I am curious, if it is somehow possible, to not always go just straight within a stream. Imagine this sample code:

List<Employee> employees = [...];

employees.stream()
    .map(Employee::getCity)
    .map(City::getCountry)
    .map(countryService::determineHazardLevel)
    .filter(level -> level > 5) // integer
    // this line not possible anymore as I drifted away from my employees ...
    .forEach(employee -> employee.setPriority(HIGH))

I iterate over a list of employees and want them to set a priority flag if they live in a city which is in a country with a certain hazard level of 5 or higher.

I'd love to go the stream way as above, but can't find a way to do it. I "am not allowed" to stream my way down the city, country, hazardlevel and possible further, as ultimatively I need my employee object I began with, to set the flag on him.

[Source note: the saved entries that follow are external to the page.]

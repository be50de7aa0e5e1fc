//! Configuration types for legalytics-client

use crate::error::{Error, Result};
use secrecy::SecretString;
use serde::{Deserialize, Serialize};
use std::time::Duration;

/// Remote endpoint configuration
///
/// The backend hosts search, summarization and bail prediction; the chat
/// endpoint lives on the web frontend's API route.
#[derive(Clone, Debug, Serialize, Deserialize)]
pub struct EndpointConfig {
    /// Inference backend base URL (default: "http://localhost:8000")
    #[serde(default = "default_backend_url")]
    pub backend_url: String,

    /// Chat endpoint base URL (default: "http://localhost:3000")
    #[serde(default = "default_chat_url")]
    pub chat_url: String,

    /// Path of the case search endpoint (default: "/api/search")
    #[serde(default = "default_search_path")]
    pub search_path: String,

    /// Path of the summarization endpoint (default: "/summarize")
    #[serde(default = "default_summarize_path")]
    pub summarize_path: String,

    /// Path of the bail prediction endpoint (default: "/api/bail-prediction")
    #[serde(default = "default_predict_path")]
    pub predict_path: String,

    /// Path of the chat endpoint (default: "/api/chatbot")
    #[serde(default = "default_chat_path")]
    pub chat_path: String,

    /// Per-request timeout (default: 120 seconds)
    #[serde(default = "default_request_timeout", with = "duration_serde")]
    pub request_timeout: Duration,

    /// Upload chunk size used for progress reporting (default: 64 KiB)
    #[serde(default = "default_upload_chunk_size")]
    pub upload_chunk_size: usize,
}

impl Default for EndpointConfig {
    fn default() -> Self {
        Self {
            backend_url: default_backend_url(),
            chat_url: default_chat_url(),
            search_path: default_search_path(),
            summarize_path: default_summarize_path(),
            predict_path: default_predict_path(),
            chat_path: default_chat_path(),
            request_timeout: default_request_timeout(),
            upload_chunk_size: default_upload_chunk_size(),
        }
    }
}

/// Identity provider and access routing configuration
#[derive(Clone, Debug, Serialize, Deserialize)]
pub struct IdentityConfig {
    /// Identity Toolkit REST base URL
    #[serde(default = "default_identity_url")]
    pub base_url: String,

    /// Project web API key (never serialized back out)
    #[serde(default, skip_serializing)]
    pub api_key: Option<SecretString>,

    /// Minimum password length checked before calling the provider (default: 6)
    #[serde(default = "default_min_password_length")]
    pub min_password_length: usize,

    /// Report unknown emails on password reset instead of pretending success (default: false)
    #[serde(default)]
    pub reveal_unknown_email: bool,

    /// Route of the login page (default: "/login")
    #[serde(default = "default_login_route")]
    pub login_route: String,

    /// Route of the email verification page (default: "/verify-email")
    #[serde(default = "default_verify_email_route")]
    pub verify_email_route: String,

    /// Route of the home page (default: "/")
    #[serde(default = "default_home_route")]
    pub home_route: String,

    /// Retry policy for idempotent identity reads
    #[serde(default)]
    pub retry: RetryConfig,
}

impl Default for IdentityConfig {
    fn default() -> Self {
        Self {
            base_url: default_identity_url(),
            api_key: None,
            min_password_length: default_min_password_length(),
            reveal_unknown_email: false,
            login_route: default_login_route(),
            verify_email_route: default_verify_email_route(),
            home_route: default_home_route(),
            retry: RetryConfig::default(),
        }
    }
}

/// Submission pipeline configuration
#[derive(Clone, Debug, Serialize, Deserialize)]
pub struct PipelineConfig {
    /// Maximum remote calls in flight (default: 1 = strictly sequential)
    ///
    /// Values above 1 switch the result log to completion-order appends: an
    /// item's echo and outcome are appended together when its call finishes.
    #[serde(default = "default_max_concurrent_calls")]
    pub max_concurrent_calls: usize,

    /// Accepted upload extensions, lowercase without dot (default: ["pdf"])
    #[serde(default = "default_accepted_extensions")]
    pub accepted_extensions: Vec<String>,

    /// Maximum characters of text shown in an echo label (default: 48)
    #[serde(default = "default_label_max_chars")]
    pub label_max_chars: usize,

    /// Event channel capacity (default: 1000)
    #[serde(default = "default_event_buffer")]
    pub event_buffer: usize,
}

impl Default for PipelineConfig {
    fn default() -> Self {
        Self {
            max_concurrent_calls: default_max_concurrent_calls(),
            accepted_extensions: default_accepted_extensions(),
            label_max_chars: default_label_max_chars(),
            event_buffer: default_event_buffer(),
        }
    }
}

/// What to do with an export format tag that is not recognized
#[derive(Clone, Copy, Debug, Default, PartialEq, Eq, Serialize, Deserialize)]
#[serde(rename_all = "snake_case")]
pub enum UnknownFormatPolicy {
    /// Export as plain text (default)
    #[default]
    FallbackToPlain,
    /// Fail with `ExportError::UnsupportedFormat`
    Reject,
}

/// Export configuration
#[derive(Clone, Debug, Serialize, Deserialize)]
pub struct ExportConfig {
    /// Unknown format handling
    #[serde(default)]
    pub unknown_format: UnknownFormatPolicy,

    /// File stem for exported case text (default: "case_full_text")
    #[serde(default = "default_export_stem")]
    pub default_stem: String,

    /// File stem for exported summaries (default: "case_summary")
    #[serde(default = "default_summary_stem")]
    pub summary_stem: String,
}

impl Default for ExportConfig {
    fn default() -> Self {
        Self {
            unknown_format: UnknownFormatPolicy::default(),
            default_stem: default_export_stem(),
            summary_stem: default_summary_stem(),
        }
    }
}

/// Retry configuration for transient failures
#[derive(Clone, Debug, Serialize, Deserialize)]
pub struct RetryConfig {
    /// Maximum number of retry attempts (default: 3)
    #[serde(default = "default_max_attempts")]
    pub max_attempts: u32,

    /// Initial delay before first retry (default: 1 second)
    #[serde(default = "default_initial_delay", with = "duration_serde")]
    pub initial_delay: Duration,

    /// Maximum delay between retries (default: 10 seconds)
    #[serde(default = "default_max_delay", with = "duration_serde")]
    pub max_delay: Duration,

    /// Multiplier for exponential backoff (default: 2.0)
    #[serde(default = "default_backoff_multiplier")]
    pub backoff_multiplier: f64,

    /// Add random jitter to delays (default: true)
    #[serde(default = "default_true")]
    pub jitter: bool,
}

impl Default for RetryConfig {
    fn default() -> Self {
        Self {
            max_attempts: default_max_attempts(),
            initial_delay: default_initial_delay(),
            max_delay: default_max_delay(),
            backoff_multiplier: default_backoff_multiplier(),
            jitter: true,
        }
    }
}

/// Main configuration for a [`Workspace`](crate::Workspace)
#[derive(Clone, Debug, Default, Serialize, Deserialize)]
pub struct Config {
    /// Remote endpoints
    #[serde(default)]
    pub endpoints: EndpointConfig,

    /// Identity provider and routing
    #[serde(default)]
    pub identity: IdentityConfig,

    /// Submission pipeline
    #[serde(default)]
    pub pipeline: PipelineConfig,

    /// Export codec
    #[serde(default)]
    pub export: ExportConfig,
}

impl Config {
    /// Parse a JSON configuration document, filling unspecified fields with defaults
    pub fn from_json_str(json: &str) -> Result<Self> {
        let config: Config = serde_json::from_str(json)?;
        config.validate()?;
        Ok(config)
    }

    /// Check URLs and limits
    pub fn validate(&self) -> Result<()> {
        check_url(&self.endpoints.backend_url, "endpoints.backend_url")?;
        check_url(&self.endpoints.chat_url, "endpoints.chat_url")?;
        check_url(&self.identity.base_url, "identity.base_url")?;

        if self.pipeline.max_concurrent_calls == 0 {
            return Err(config_error(
                "max_concurrent_calls must be at least 1",
                "pipeline.max_concurrent_calls",
            ));
        }
        if self.pipeline.event_buffer == 0 {
            return Err(config_error(
                "event_buffer must be at least 1",
                "pipeline.event_buffer",
            ));
        }
        if self.endpoints.upload_chunk_size == 0 {
            return Err(config_error(
                "upload_chunk_size must be at least 1",
                "endpoints.upload_chunk_size",
            ));
        }
        if self.pipeline.accepted_extensions.is_empty() {
            return Err(config_error(
                "at least one accepted file extension is required",
                "pipeline.accepted_extensions",
            ));
        }
        Ok(())
    }
}

fn check_url(value: &str, key: &str) -> Result<()> {
    let parsed = url::Url::parse(value)
        .map_err(|e| config_error(format!("invalid URL '{}': {}", value, e), key))?;
    match parsed.scheme() {
        "http" | "https" => Ok(()),
        other => Err(config_error(
            format!("unsupported URL scheme '{}' in '{}'", other, value),
            key,
        )),
    }
}

fn config_error(message: impl Into<String>, key: &str) -> Error {
    Error::Config {
        message: message.into(),
        key: Some(key.to_string()),
    }
}

fn default_backend_url() -> String {
    "http://localhost:8000".to_string()
}

fn default_chat_url() -> String {
    "http://localhost:3000".to_string()
}

fn default_search_path() -> String {
    "/api/search".to_string()
}

fn default_summarize_path() -> String {
    "/summarize".to_string()
}

fn default_predict_path() -> String {
    "/api/bail-prediction".to_string()
}

fn default_chat_path() -> String {
    "/api/chatbot".to_string()
}

fn default_request_timeout() -> Duration {
    Duration::from_secs(120)
}

fn default_upload_chunk_size() -> usize {
    64 * 1024
}

fn default_identity_url() -> String {
    "https://identitytoolkit.googleapis.com/v1".to_string()
}

fn default_min_password_length() -> usize {
    6
}

fn default_login_route() -> String {
    "/login".to_string()
}

fn default_verify_email_route() -> String {
    "/verify-email".to_string()
}

fn default_home_route() -> String {
    "/".to_string()
}

fn default_max_concurrent_calls() -> usize {
    1
}

fn default_accepted_extensions() -> Vec<String> {
    vec!["pdf".to_string()]
}

fn default_label_max_chars() -> usize {
    48
}

fn default_event_buffer() -> usize {
    1000
}

fn default_export_stem() -> String {
    "case_full_text".to_string()
}

fn default_summary_stem() -> String {
    "case_summary".to_string()
}

fn default_max_attempts() -> u32 {
    3
}

fn default_initial_delay() -> Duration {
    Duration::from_secs(1)
}

fn default_max_delay() -> Duration {
    Duration::from_secs(10)
}

fn default_backoff_multiplier() -> f64 {
    2.0
}

fn default_true() -> bool {
    true
}

// Duration serialization helper (whole seconds)
mod duration_serde {
    use serde::{Deserialize, Deserializer, Serializer};
    use std::time::Duration;

    pub fn serialize<S>(duration: &Duration, serializer: S) -> Result<S::Ok, S::Error>
    where
        S: Serializer,
    {
        serializer.serialize_u64(duration.as_secs())
    }

    pub fn deserialize<'de, D>(deserializer: D) -> Result<Duration, D::Error>
    where
        D: Deserializer<'de>,
    {
        let secs = u64::deserialize(deserializer)?;
        Ok(Duration::from_secs(secs))
    }
}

I only know Java, so I don't even know if this would actually be possible in other, possibly more functional, programming languages.

I could use the following code as a workaround, but it would be nicer to a cleaner way:

List<Employee> employees = [...];

employees.stream()
    .forEach(employee -> {
        Optional<Integer> lvl = Optional.of(employee)
            .map(Employee::getCity)
            .map(City::getCountry)
            .map(countryService::determineHazardLevel)
            .filter(level -> level > 5); // integer

        lvl.ifPresent(employee.setPriority(HIGH));
    }

Maybe I just got it all just wrong and need to look at it completely different ...

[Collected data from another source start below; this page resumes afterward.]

//! Submitting work items.

use std::path::Path;

use super::Workspace;
use crate::error::Result;
use crate::types::{Event, FileUpload, ItemId, Payload, label_for};

impl Workspace {
    /// Queue typed text
    ///
    /// Requires a verified session.
    pub async fn submit_text(&self, text: impl Into<String>) -> Result<ItemId> {
        self.submit(Payload::Text(text.into())).await
    }

    /// Queue a document
    ///
    /// Requires a verified session. Fails with `DuplicateItem` while a file with
    /// the same name is queued or uploading.
    pub async fn submit_file(&self, file: FileUpload) -> Result<ItemId> {
        self.submit(Payload::File(file)).await
    }

    /// Read a document from disk and queue it
    pub async fn submit_path(&self, path: impl AsRef<Path>) -> Result<ItemId> {
        self.gate.require_verified().await?;
        let file = FileUpload::from_path(path).await?;
        self.submit_file(file).await
    }

    /// Validate and enqueue any payload
    pub async fn submit(&self, payload: Payload) -> Result<ItemId> {
        self.gate.require_verified().await?;

        let label = label_for(&payload, self.config.pipeline.label_max_chars);
        let id = self.pipeline.queue.lock().await.enqueue(payload)?;

        tracing::debug!(item_id = id.0, label = %label, "item queued");
        self.emit_event(Event::ItemQueued { id, label });
        Ok(id)
    }

    /// Remove a queued item before the runner picks it up
    pub async fn remove(&self, id: ItemId) -> Result<()> {
        self.pipeline.queue.lock().await.remove(id)?;
        tracing::debug!(item_id = id.0, "item removed from queue");
        self.emit_event(Event::ItemRemoved { id });
        Ok(())
    }

    /// Discard all pending items when the user switches between text and file input
    ///
    /// In-flight items are unaffected. Nothing is logged.
    pub async fn switch_mode(&self) -> usize {
        let discarded = self.pipeline.queue.lock().await.clear();
        if discarded > 0 {
            tracing::debug!(discarded, "submission queue cleared");
        }
        self.emit_event(Event::QueueCleared { discarded });
        discarded
    }
}
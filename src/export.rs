//! Export codec: logged text to a downloadable artifact.
//!
//! The codec only decides format, MIME type and file name. Binary encoding for
//! PDF and DOCX is delegated to a [`DocumentConverter`]; the default
//! [`PassthroughConverter`] writes the UTF-8 text unchanged, which is what the
//! web client has always produced.

use std::sync::Arc;

use async_trait::async_trait;
use serde::{Deserialize, Serialize};

use crate::config::{ExportConfig, UnknownFormatPolicy};
use crate::error::{ExportError, Result};

/// Supported export formats
#[derive(Clone, Copy, Debug, PartialEq, Eq, Hash, Serialize, Deserialize)]
#[serde(rename_all = "lowercase")]
pub enum ExportFormat {
    /// UTF-8 plain text
    Plain,
    /// PDF document
    Pdf,
    /// Word document
    Docx,
}

impl ExportFormat {
    /// Parse a format tag as used by download menus ("txt", "pdf", "docx")
    pub fn from_tag(tag: &str) -> Option<Self> {
        match tag.trim().trim_start_matches('.').to_ascii_lowercase().as_str() {
            "txt" | "plain" | "text" => Some(ExportFormat::Plain),
            "pdf" => Some(ExportFormat::Pdf),
            "docx" => Some(ExportFormat::Docx),
            _ => None,
        }
    }

    /// MIME type of the artifact
    pub fn mime_type(&self) -> &'static str {
        match self {
            ExportFormat::Plain => "text/plain",
            ExportFormat::Pdf => "application/pdf",
            ExportFormat::Docx => {
                "application/vnd.openxmlformats-officedocument.wordprocessingml.document"
            }
        }
    }

    /// File extension without the dot
    pub fn extension(&self) -> &'static str {
        match self {
            ExportFormat::Plain => "txt",
            ExportFormat::Pdf => "pdf",
            ExportFormat::Docx => "docx",
        }
    }
}

impl std::fmt::Display for ExportFormat {
    fn fmt(&self, f: &mut std::fmt::Formatter<'_>) -> std::fmt::Result {
        f.write_str(self.extension())
    }
}

/// A downloadable file, ready for the host's save mechanism
#[derive(Clone, Debug, PartialEq, Eq)]
pub struct Artifact {
    /// File content
    pub bytes: Vec<u8>,
    /// MIME type tag
    pub mime_type: String,
    /// File name including extension
    pub filename: String,
}

/// Converts text into the binary encoding of a document format
#[async_trait]
pub trait DocumentConverter: Send + Sync {
    /// Encode `text` as `format`
    ///
    /// Never called for [`ExportFormat::Plain`].
    async fn convert(
        &self,
        text: &str,
        format: ExportFormat,
    ) -> std::result::Result<Vec<u8>, ExportError>;

    /// Human-readable name for logging
    fn name(&self) -> &'static str;
}

/// Writes the text bytes unchanged regardless of format
pub struct PassthroughConverter;

#[async_trait]
impl DocumentConverter for PassthroughConverter {
    async fn convert(
        &self,
        text: &str,
        _format: ExportFormat,
    ) -> std::result::Result<Vec<u8>, ExportError> {
        Ok(text.as_bytes().to_vec())
    }

    fn name(&self) -> &'static str {
        "passthrough"
    }
}

/// Text-to-artifact codec
#[derive(Clone)]
pub struct ExportCodec {
    converter: Arc<dyn DocumentConverter>,
    policy: UnknownFormatPolicy,
    default_stem: String,
}

impl std::fmt::Debug for ExportCodec {
    fn fmt(&self, f: &mut std::fmt::Formatter<'_>) -> std::fmt::Result {
        f.debug_struct("ExportCodec")
            .field("converter", &self.converter.name())
            .field("policy", &self.policy)
            .field("default_stem", &self.default_stem)
            .finish()
    }
}

impl ExportCodec {
    /// Codec with the passthrough converter
    pub fn new(config: &ExportConfig) -> Self {
        Self::with_converter(config, Arc::new(PassthroughConverter))
    }

    /// Codec with a custom converter for PDF/DOCX
    pub fn with_converter(config: &ExportConfig, converter: Arc<dyn DocumentConverter>) -> Self {
        Self {
            converter,
            policy: config.unknown_format,
            default_stem: config.default_stem.clone(),
        }
    }

    /// Map a format tag to a format according to the unknown-format policy
    pub fn resolve_format(&self, tag: &str) -> Result<ExportFormat> {
        match (ExportFormat::from_tag(tag), self.policy) {
            (Some(format), _) => Ok(format),
            (None, UnknownFormatPolicy::FallbackToPlain) => {
                tracing::debug!(tag, "unknown export format, falling back to plain text");
                Ok(ExportFormat::Plain)
            }
            (None, UnknownFormatPolicy::Reject) => {
                Err(ExportError::UnsupportedFormat(tag.to_string()).into())
            }
        }
    }

    /// Export `text` using the default file stem
    pub async fn export(&self, text: &str, tag: &str) -> Result<Artifact> {
        self.export_named(text, tag, &self.default_stem).await
    }

    /// Export `text` as `<stem>.<ext>`
    pub async fn export_named(&self, text: &str, tag: &str, stem: &str) -> Result<Artifact> {
        let format = self.resolve_format(tag)?;
        let bytes = match format {
            ExportFormat::Plain => text.as_bytes().to_vec(),
            other => self.converter.convert(text, other).await?,
        };

        Ok(Artifact {
            bytes,
            mime_type: format.mime_type().to_string(),
            filename: format!("{}.{}", stem, format.extension()),
        })
    }
}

PS: I just wrote this stuff in notepad, not sure if I made some mistakes but I hope the idea comes around. Simply put, I see it like this: Normal streams are commands like A, B, C, D. But what I want to do is A, B, B1, B2, B3, C, D. But after going down the B road, I can't go back on my "main stream".

Upvotes: 3

Views: 724

Answers (2)

Holger
Holger

Reputation: 298559

The simplest solution is to chain method calls, just like in Kayaman’s answer.

employees.stream()
    .filter( employee -> employee.getCity().getCountry().determineHazardLevel() > 5).
    .forEach(employee -> employee.setPriority(HIGH))

Alternatively, you can use the stream steps in an inner operation:

employees.stream()
    .filter( employee -> Stream.of(employee)
                               .map(Employee::getCity)
                               .map(City::getCountry)
                               .mapToInt(countryService::determineHazardLevel)
                               .anyMatch(level -> level > 5))
    .forEach(employee -> employee.setPriority(HIGH))

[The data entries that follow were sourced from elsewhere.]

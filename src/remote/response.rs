//! Response body decoding for the remote endpoints.

use serde_json::Value;

use super::OperationOutput;
use crate::error::RemoteError;
use crate::types::{OperationKind, RetrievedCase};

/// Chat reply used when the endpoint answers without any text
pub(crate) const CHAT_FALLBACK_REPLY: &str = "I'm sorry, I didn't understand that.";

/// Decode a 2xx body for `kind`
pub(super) fn parse_success(
    kind: OperationKind,
    status: u16,
    body: &str,
) -> Result<OperationOutput, RemoteError> {
    let value: Value = serde_json::from_str(body)
        .map_err(|e| RemoteError::MalformedResponse(format!("invalid JSON: {}", e)))?;

    // Some deployments answer 200 with {"errorMessage": ...} instead of a 4xx
    if let Some(message) = value.get("errorMessage").and_then(Value::as_str) {
        return Err(RemoteError::Status {
            status,
            message: message.to_string(),
        });
    }

    match kind {
        OperationKind::Search => {
            let Some(raw) = value.get("retrieved_cases") else {
                return generic_result(&value, "retrieved_cases");
            };
            let cases: Vec<RetrievedCase> = serde_json::from_value(raw.clone()).map_err(|e| {
                RemoteError::MalformedResponse(format!("invalid retrieved_cases: {}", e))
            })?;
            Ok(OperationOutput {
                text: render_cases(&cases),
                cases,
            })
        }
        OperationKind::Summarize => string_field(&value, "summary"),
        OperationKind::Predict => match value.get("bail_decision") {
            Some(Value::String(decision)) => Ok(OperationOutput::text(decision.clone())),
            Some(Value::Null) | None => generic_result(&value, "bail_decision"),
            Some(other) => Ok(OperationOutput::text(other.to_string())),
        },
        OperationKind::Chat => {
            let reply = value
                .get("response")
                .and_then(Value::as_str)
                .filter(|s| !s.trim().is_empty())
                .unwrap_or(CHAT_FALLBACK_REPLY);
            Ok(OperationOutput::text(reply))
        }
    }
}

fn string_field(value: &Value, field: &str) -> Result<OperationOutput, RemoteError> {
    match value.get(field).and_then(Value::as_str) {
        Some(text) => Ok(OperationOutput::text(text)),
        None => generic_result(value, field),
    }
}

/// `resultText` is accepted by every operation as a generic success field
fn generic_result(value: &Value, expected: &str) -> Result<OperationOutput, RemoteError> {
    value
        .get("resultText")
        .and_then(Value::as_str)
        .map(OperationOutput::text)
        .ok_or_else(|| RemoteError::MalformedResponse(format!("missing field '{}'", expected)))
}

/// Plain-text rendering of search results, one numbered block per case
pub(crate) fn render_cases(cases: &[RetrievedCase]) -> String {
    if cases.is_empty() {
        return "No matching cases found.".to_string();
    }
    cases
        .iter()
        .enumerate()
        .map(|(i, case)| {
            format!(
                "{}. {} (similarity {:.3})\n   {}",
                i + 1,
                case.case_id,
                case.similarity_score,
                case.text_preview
            )
        })
        .collect::<Vec<_>>()
        .join("\n")
}

/// Pull a human-readable message out of an error body
///
/// Understands `{"error": "..."}`, `{"error": {"message": "..."}}`,
/// `{"errorMessage": "..."}` and FastAPI's `{"detail": ...}`. Returns an empty
/// string when nothing usable is found.
pub(super) fn error_message(body: &str) -> String {
    let Ok(value) = serde_json::from_str::<Value>(body) else {
        return String::new();
    };

    let candidates = [
        value.get("error").and_then(Value::as_str),
        value
            .get("error")
            .and_then(|e| e.get("message"))
            .and_then(Value::as_str),
        value.get("errorMessage").and_then(Value::as_str),
        value.get("detail").and_then(Value::as_str),
    ];
    if let Some(message) = candidates.into_iter().flatten().next() {
        return message.to_string();
    }

    // FastAPI validation errors: {"detail": [{"msg": "..."}]}
    value
        .get("detail")
        .and_then(Value::as_array)
        .map(|items| {
            items
                .iter()
                .filter_map(|item| item.get("msg").and_then(Value::as_str))
                .collect::<Vec<_>>()
                .join("; ")
        })
        .unwrap_or_default()
}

But for a simple chain of map steps, I’d stay with a chain of ordinary method invocations.

Upvotes: 7

Kayaman
Kayaman

Reputation: 73578

No, as the stream is changing from Stream<Employee> to Stream<Integer> through the map() operations (after all, that's what map() is supposed to do, and there's no unmap()).

You could only do it with

employees.stream().
    filter(e -> e.getCity().getCountry().determineHazardLevel() > 5).
    forEach(...)

which is ugly, but keeps the original Stream<Employee>. For "less ugly" code, implement determineHazardLevel() in Employee as well.